▸ **EXERCISE AIM**
Whenever a line in the following entries includes "publishes", tally it. Report nothing except the final count.

[Saved data entries]
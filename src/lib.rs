//! # layerstack-config
//!
//! Layered configuration: merge in-memory values and JSON/YAML/TOML files by
//! explicit priority and read the result through path expressions.
//!
//! ## Overview
//!
//! - Sources are an ordered list; later sources win key conflicts
//! - Maps merge recursively, sequences and scalars are replaced wholesale
//! - Every successful load publishes a brand-new immutable tree via `arc-swap`
//! - A failed load publishes nothing and keeps the previous tree
//! - Concurrent load requests share a single in-flight pass
//!
//! ## Quick Start
//!
//! ```rust,no_run
//! use layerstack_config::prelude::*;
//! use serde_json::json;
//!
//! # async fn example() -> layerstack_config::error::Result<()> {
//! let config = ConfigAccessor::builder()
//!     .with_defaults(json!({"server": {"port": 8080, "hosts": ["a", "b"]}}))
//!     .with_file("config/default.yaml")
//!     .with_file("config/production.toml")
//!     .build_and_load()
//!     .await?;
//!
//! // Dotted and comma notation address the same node
//! let first = config.get("server.hosts[0]", "localhost")?;
//! assert_eq!(first, config.get("server,hosts,0", "localhost")?);
//!
//! // Typed reads
//! let port: u16 = config.get_as("server.port", 80)?;
//!
//! // Later sources take precedence; adding one to a ready accessor reloads
//! config.add_source([json!({"server": {"port": 9090}})]).await?;
//! # Ok(())
//! # }
//! ```
//!
//! ## Feature Flags
//!
//! - `yaml` (default): `.yaml` / `.yml` files
//! - `toml` (default): `.toml` files
//! - `script`: [`sources::CommandEvaluator`], runs script files as programs
//! - `file-watch`: reload when file sources change on disk

#![warn(missing_docs, rust_2024_compatibility)]
#![deny(unsafe_code)]

pub mod core;
pub mod error;
pub mod merge;
pub mod notify;
pub mod path;
pub mod registry;
pub mod sources;
pub mod value;

/// Convenient re-exports for common usage patterns.
pub mod prelude {
    pub use crate::core::{ConfigAccessor, ConfigAccessorBuilder};
    pub use crate::error::{ConfigError, Result};
    pub use crate::registry::ConfigRegistry;
    pub use crate::sources::Source;
    pub use crate::value::ConfigValue;
}
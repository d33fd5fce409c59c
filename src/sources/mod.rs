//! Configuration sources and the collaborators that resolve them.

mod decoder;
mod reader;
mod script;
mod source;

pub use decoder::{Decoder, DecoderRegistry, JsonDecoder};
pub(crate) use decoder::extension_of;
#[cfg(feature = "toml")]
pub use decoder::TomlDecoder;
#[cfg(feature = "yaml")]
pub use decoder::YamlDecoder;
pub use reader::{FileReader, FsReader};
#[cfg(feature = "script")]
pub use script::CommandEvaluator;
pub use script::{ScriptEvaluator, ScriptOutput};
pub use source::Source;
//! Read-path benchmarks for layerstack-config.
//!
//! - Path resolution latency for dotted and comma notation
//! - Snapshot cost compared to a plain `Arc` clone
//! - Concurrent readers while reloads run

use criterion::{BenchmarkId, Criterion, Throughput, black_box, criterion_group, criterion_main};
use layerstack_config::prelude::*;
use serde_json::json;
use std::sync::{Arc, Barrier};
use std::thread;
use tokio::runtime::Runtime;

fn loaded_config(rt: &Runtime) -> ConfigAccessor {
    rt.block_on(async {
        ConfigAccessor::builder()
            .with_defaults(json!({
                "server": {"port": 8080, "host": "localhost"},
                "routes": [{"path": "/a", "upstream": "one"}, {"path": "/b", "upstream": "two"}],
                "flags": {"metrics": true, "tracing": false}
            }))
            .with_value(json!({"server": {"port": 9090}}))
            .build_and_load()
            .await
            .unwrap()
    })
}

/// Benchmark single-threaded path resolution
fn benchmark_get(c: &mut Criterion) {
    let rt = Runtime::new().unwrap();
    let config = loaded_config(&rt);

    let mut group = c.benchmark_group("get");
    for path in ["server.port", "routes[1].upstream", "routes,1,upstream", "missing.key"] {
        group.bench_with_input(BenchmarkId::from_parameter(path), path, |b, path| {
            b.iter(|| black_box(config.get(path, 0).unwrap()));
        });
    }
    group.finish();
}

/// Benchmark snapshot against a bare Arc clone
fn benchmark_snapshot(c: &mut Criterion) {
    let rt = Runtime::new().unwrap();
    let config = loaded_config(&rt);
    let value = Arc::new(42);

    let mut group = c.benchmark_group("snapshot");
    group.bench_function("config_snapshot", |b| {
        b.iter(|| black_box(config.snapshot().unwrap()));
    });
    group.bench_function("arc_clone", |b| {
        b.iter(|| black_box(Arc::clone(&value)));
    });
    group.finish();
}

/// Benchmark concurrent readers with varying thread counts
fn benchmark_concurrent_reads(c: &mut Criterion) {
    let rt = Runtime::new().unwrap();
    let config = loaded_config(&rt);

    let mut group = c.benchmark_group("concurrent_reads");
    for num_threads in [1, 2, 4, 8] {
        group.throughput(Throughput::Elements(num_threads as u64 * 1000));
        group.bench_with_input(
            BenchmarkId::from_parameter(num_threads),
            &num_threads,
            |b, &num_threads| {
                b.iter(|| {
                    let barrier = Arc::new(Barrier::new(num_threads));
                    let handles: Vec<_> = (0..num_threads)
                        .map(|_| {
                            let config = config.clone();
                            let barrier = Arc::clone(&barrier);
                            thread::spawn(move || {
                                barrier.wait();
                                for _ in 0..1000 {
                                    black_box(config.get("server.port", 0).unwrap());
                                }
                            })
                        })
                        .collect();
                    for handle in handles {
                        handle.join().unwrap();
                    }
                });
            },
        );
    }
    group.finish();
}

/// Benchmark reads while a reload is in flight
fn benchmark_reads_during_reload(c: &mut Criterion) {
    let rt = Runtime::new().unwrap();
    let config = loaded_config(&rt);

    c.bench_function("read_during_reload", |b| {
        b.iter(|| {
            let reload = {
                let _guard = rt.enter();
                config.load_configs()
            };
            black_box(config.get("routes[0].path", "").unwrap());
            rt.block_on(reload).unwrap();
        });
    });
}

criterion_group!(
    benches,
    benchmark_get,
    benchmark_snapshot,
    benchmark_concurrent_reads,
    benchmark_reads_during_reload
);
criterion_main!(benches);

▸ **ANSWER BOX**
2